Party for the Animals demands improved animal welfare legislation from the European Commission
The European Commission intends to scrap or postpone large parts of the European Green Deal. The Green Deal was intended to make the European Union greener and more animal friendly. The animals in particular are at risk of being victimised if the European Commission waters down its plans. Previously announced improved legislation, such as a ban on the confinement of farm animals in cages, stricter rules for slaughterhouses and better conditions for animals in livestock farming, have disappeared from the European Commission's work programme. Only the revision of animal transport rules remains as improvement proposal. This is evident from the answers Maroš Šefčovič gave, Frans Timmermans’ successor as head of the European Green Deal.
MEP for the Party for the Animals, Anja Hazekamp, explains: "The 8.4 billion animals in European livestock farming are victims of political exchanges. Plans that we fought hard for with millions of citizens, such as the cage ban in livestock farming, have been brazenly removed from the agenda. This is extremely disappointing and damages our confidence in the European Commission as a whole. Commission President Ursula von der Leyen clearly had a hand in scrapping many of the animal welfare plans. She mainly seems to be focusing on profiling for the European elections in 2024 rather than solving today's big problems."

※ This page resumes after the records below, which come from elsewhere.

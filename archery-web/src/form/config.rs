//! Tunable scoring and phase thresholds
//!
//! Defaults are the calibrated constants the analyzer ships with. A client
//! can override any subset by sending partial JSON; missing fields keep
//! their default.

use serde::{Deserialize, Serialize};

// ============================================================================
// SCORING
// ============================================================================

/// Linear penalty ramps and feedback tolerances for the five criteria
#[derive(Clone, Debug, PartialEq, Serialize, Deserialize)]
#[serde(default)]
pub struct ScoringConfig {
    /// Bow-arm angle (degrees) that scores 0
    pub bow_arm_min_angle: f64,
    /// Degrees of bow-arm straightening per score point
    pub bow_arm_degrees_per_point: f64,
    /// Bow-arm angle below which feedback fires
    pub bow_arm_feedback_below: f64,

    /// Ideal draw elbow angle at full draw
    pub ideal_draw_angle: f64,
    /// Score points lost per degree away from ideal
    pub draw_angle_penalty: f64,
    pub draw_angle_tolerance: f64,

    /// Score points lost per degree of shoulder tilt
    pub shoulder_penalty: f64,
    pub shoulder_tolerance: f64,

    /// Score points lost per unit of vertical hip offset
    pub stance_penalty: f64,
    pub stance_tolerance: f64,

    /// Units of nose offset per score point lost
    pub head_offset_divisor: f64,
    pub head_tolerance: f64,

    /// Draw length / bow-arm extension ratio above which the archer is drawing
    pub drawing_ratio: f64,
}

impl Default for ScoringConfig {
    fn default() -> Self {
        Self {
            bow_arm_min_angle: 120.0,
            bow_arm_degrees_per_point: 0.6,
            bow_arm_feedback_below: 160.0,
            ideal_draw_angle: 100.0,
            draw_angle_penalty: 2.0,
            draw_angle_tolerance: 15.0,
            shoulder_penalty: 5.0,
            shoulder_tolerance: 10.0,
            stance_penalty: 2.0,
            stance_tolerance: 20.0,
            head_offset_divisor: 2.0,
            head_tolerance: 30.0,
            drawing_ratio: 0.8,
        }
    }
}

impl ScoringConfig {
    fn validate(&self) -> Result<(), ConfigError> {
        let fields = [
            self.bow_arm_min_angle,
            self.bow_arm_degrees_per_point,
            self.bow_arm_feedback_below,
            self.ideal_draw_angle,
            self.draw_angle_penalty,
            self.draw_angle_tolerance,
            self.shoulder_penalty,
            self.shoulder_tolerance,
            self.stance_penalty,
            self.stance_tolerance,
            self.head_offset_divisor,
            self.head_tolerance,
            self.drawing_ratio,
        ];
        if fields.iter().any(|v| !v.is_finite()) {
            return Err(ConfigError::Invalid("scoring values must be finite"));
        }
        if fields.iter().any(|v| *v < 0.0) {
            return Err(ConfigError::Invalid("scoring values must not be negative"));
        }
        if self.bow_arm_degrees_per_point <= 0.0 {
            return Err(ConfigError::Invalid("bow_arm_degrees_per_point must be positive"));
        }
        if self.head_offset_divisor <= 0.0 {
            return Err(ConfigError::Invalid("head_offset_divisor must be positive"));
        }
        Ok(())
    }
}

// ============================================================================
// PHASE
// ============================================================================

/// Draw-length thresholds for shot phase classification.
///
/// All values are in input coordinate units, so they only hold for a fixed
/// camera distance within a session.
#[derive(Clone, Debug, PartialEq, Serialize, Deserialize)]
#[serde(default)]
pub struct PhaseThresholds {
    /// Growth in draw length that means the string is being pulled
    pub drawing_delta: f64,
    /// Draw length that counts as full draw
    pub anchor_min_length: f64,
    /// Largest frame-to-frame change still considered holding at anchor
    pub anchor_max_delta: f64,
    /// Drop in draw length that means the string was let go
    pub release_delta: f64,
    /// Draw length below which the arm is back down
    pub follow_through_max_length: f64,
}

impl Default for PhaseThresholds {
    fn default() -> Self {
        Self {
            drawing_delta: 5.0,
            anchor_min_length: 100.0,
            anchor_max_delta: 3.0,
            release_delta: 10.0,
            follow_through_max_length: 80.0,
        }
    }
}

impl PhaseThresholds {
    fn validate(&self) -> Result<(), ConfigError> {
        let fields = [
            self.drawing_delta,
            self.anchor_min_length,
            self.anchor_max_delta,
            self.release_delta,
            self.follow_through_max_length,
        ];
        if fields.iter().any(|v| !v.is_finite() || *v < 0.0) {
            return Err(ConfigError::Invalid("phase thresholds must be finite and non-negative"));
        }
        Ok(())
    }
}

// ============================================================================
// FORM CONFIG
// ============================================================================

#[derive(Clone, Debug, Default, PartialEq, Serialize, Deserialize)]
#[serde(default)]
pub struct FormConfig {
    pub scoring: ScoringConfig,
    pub phase: PhaseThresholds,
    /// Landmarks reported with lower visibility are treated as undetected
    pub min_visibility: f64,
}

impl FormConfig {
    /// Parse and validate a (possibly partial) JSON config
    pub fn from_json(json: &str) -> Result<Self, ConfigError> {
        let config: FormConfig = serde_json::from_str(json)?;
        config.validate()?;
        Ok(config)
    }

    pub fn validate(&self) -> Result<(), ConfigError> {
        self.scoring.validate()?;
        self.phase.validate()?;
        if !(0.0..=1.0).contains(&self.min_visibility) {
            return Err(ConfigError::Invalid("min_visibility must be within 0..=1"));
        }
        Ok(())
    }
}

// ============================================================================
// ERRORS
// ============================================================================

#[derive(Debug)]
pub enum ConfigError {
    Parse(serde_json::Error),
    Invalid(&'static str),
}

impl std::fmt::Display for ConfigError {
    fn fmt(&self, f: &mut std::fmt::Formatter<'_>) -> std::fmt::Result {
        match self {
            ConfigError::Parse(err) => write!(f, "config parse error: {}", err),
            ConfigError::Invalid(reason) => write!(f, "invalid config: {}", reason),
        }
    }
}

impl std::error::Error for ConfigError {}

impl From<serde_json::Error> for ConfigError {
    fn from(err: serde_json::Error) -> Self {
        ConfigError::Parse(err)
    }
}

#[cfg(test)]
mod tests {
    use super::*;

    #[test]
    fn test_defaults_are_valid() {
        assert!(FormConfig::default().validate().is_ok());
    }

    #[test]
    fn test_partial_json_keeps_defaults() {
        let config = FormConfig::from_json(r#"{ "phase": { "anchor_min_length": 0.3 } }"#).unwrap();
        assert_eq!(config.phase.anchor_min_length, 0.3);
        assert_eq!(config.phase.drawing_delta, 5.0);
        assert_eq!(config.scoring, ScoringConfig::default());
        assert_eq!(config.min_visibility, 0.0);
    }

    #[test]
    fn test_empty_object_is_default() {
        assert_eq!(FormConfig::from_json("{}").unwrap(), FormConfig::default());
    }

    #[test]
    fn test_malformed_json() {
        let err = FormConfig::from_json("{ scoring: ").unwrap_err();
        assert!(matches!(err, ConfigError::Parse(_)));
        assert!(err.to_string().starts_with("config parse error"));
    }

    #[test]
    fn test_rejects_zero_divisor() {
        let err = FormConfig::from_json(r#"{ "scoring": { "head_offset_divisor": 0 } }"#).unwrap_err();
        assert!(matches!(err, ConfigError::Invalid(_)));
    }

    #[test]
    fn test_rejects_negative_threshold() {
        let err = FormConfig::from_json(r#"{ "phase": { "release_delta": -1 } }"#).unwrap_err();
        assert!(matches!(err, ConfigError::Invalid(_)));
    }

    #[test]
    fn test_rejects_visibility_out_of_range() {
        assert!(FormConfig::from_json(r#"{ "min_visibility": 1.5 }"#).is_err());
        assert!(FormConfig::from_json(r#"{ "min_visibility": 0.5 }"#).is_ok());
    }
}
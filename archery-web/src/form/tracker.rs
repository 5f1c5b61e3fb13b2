//! Caller-side frame-to-frame state
//!
//! The analyzer and classifier are pure; the only thing a per-frame loop
//! has to carry is the previous analysis. `ShotTracker` owns that pointer
//! and the policy for frames that produced no analysis.

use super::analysis::FrameAnalysis;
use super::config::PhaseThresholds;
use super::phase::{detect_shot_phase_with, ShotPhase};

/// What an indeterminate frame does to the previous analysis
#[derive(Clone, Copy, Debug, Default, PartialEq, Eq)]
pub enum GapPolicy {
    /// Forget it: the next good frame classifies as idle
    #[default]
    Reset,
    /// Keep the last good analysis as previous across the gap
    CarryForward,
}

pub struct ShotTracker {
    thresholds: PhaseThresholds,
    gap_policy: GapPolicy,
    previous: Option<FrameAnalysis>,
    phase: ShotPhase,
    frames_seen: u64,
    indeterminate_frames: u64,
}

impl ShotTracker {
    pub fn new(thresholds: PhaseThresholds) -> Self {
        Self {
            thresholds,
            gap_policy: GapPolicy::default(),
            previous: None,
            phase: ShotPhase::Idle,
            frames_seen: 0,
            indeterminate_frames: 0,
        }
    }

    pub fn with_gap_policy(mut self, gap_policy: GapPolicy) -> Self {
        self.gap_policy = gap_policy;
        self
    }

    pub fn set_gap_policy(&mut self, gap_policy: GapPolicy) {
        self.gap_policy = gap_policy;
    }

    pub fn set_thresholds(&mut self, thresholds: PhaseThresholds) {
        self.thresholds = thresholds;
    }

    /// Feed the next frame's analysis (or `None` if it was indeterminate)
    /// and get its shot phase.
    pub fn push(&mut self, current: Option<FrameAnalysis>) -> ShotPhase {
        self.frames_seen += 1;
        self.phase = detect_shot_phase_with(current.as_ref(), self.previous.as_ref(), &self.thresholds);

        match current {
            Some(analysis) => self.previous = Some(analysis),
            None => {
                self.indeterminate_frames += 1;
                if self.gap_policy == GapPolicy::Reset {
                    self.previous = None;
                }
            }
        }

        self.phase
    }

    pub fn previous(&self) -> Option<&FrameAnalysis> {
        self.previous.as_ref()
    }

    pub fn phase(&self) -> ShotPhase {
        self.phase
    }

    pub fn gap_policy(&self) -> GapPolicy {
        self.gap_policy
    }

    pub fn frames_seen(&self) -> u64 {
        self.frames_seen
    }

    pub fn indeterminate_frames(&self) -> u64 {
        self.indeterminate_frames
    }

    /// Drop the previous analysis and counters
    pub fn reset(&mut self) {
        self.previous = None;
        self.phase = ShotPhase::Idle;
        self.frames_seen = 0;
        self.indeterminate_frames = 0;
    }
}

impl Default for ShotTracker {
    fn default() -> Self {
        Self::new(PhaseThresholds::default())
    }
}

Besides animal welfare plans, other Green Deal proposals also seem to have been shelved, including the revision of European chemicals legislation, proposals for a sustainable food law and better and mandatory labelling of unhealthy foods. For these proposals, the previous publication dates have disappeared. The revision of EU rules against food waste, including the adaptation of the shelf-life declaration on food, also seems to be off the table.
Appointment of European Commissioner for Climate
At the same time as these Green Deal proposals were scrapped, Wopke Hoekstra was appointed as the new European Commissioner for Climate in the European Parliament. Hoekstra, a Dutch Christian Democrat who used to work for oil company Shell, is unsuitable for the position according to the Party for the Animals. In the hearing with Hoekstra, MEP Hazekamp pointed out that every year, more than 8.4 billion animals are slaughtered for food production in Europe. "This not only causes enormous animal suffering and damage to nature, but a huge amount of greenhouse gas emissions and deforestation as well. Do you recognise that we need to limit the production and consumption of meat and dairy in order to achieve our climate goals?" asked Hazekamp, the intended Climate Commissioner. However, Hoekstra did not make a commitment to a targeted policy to reduce the livestock industry. The Party for the Animals voted against the appointment of Hoekstra as European Commissioner for Climate and that of Šefčovič as the new head of the Green Deal. Hazekamp advocates for candidates with a truly green heart who have proven to champion animals, nature, the environment, and climate.
The Party for the Animals will do its utmost to put animal welfare legislation back on the agenda and make Europe truly green and healthy.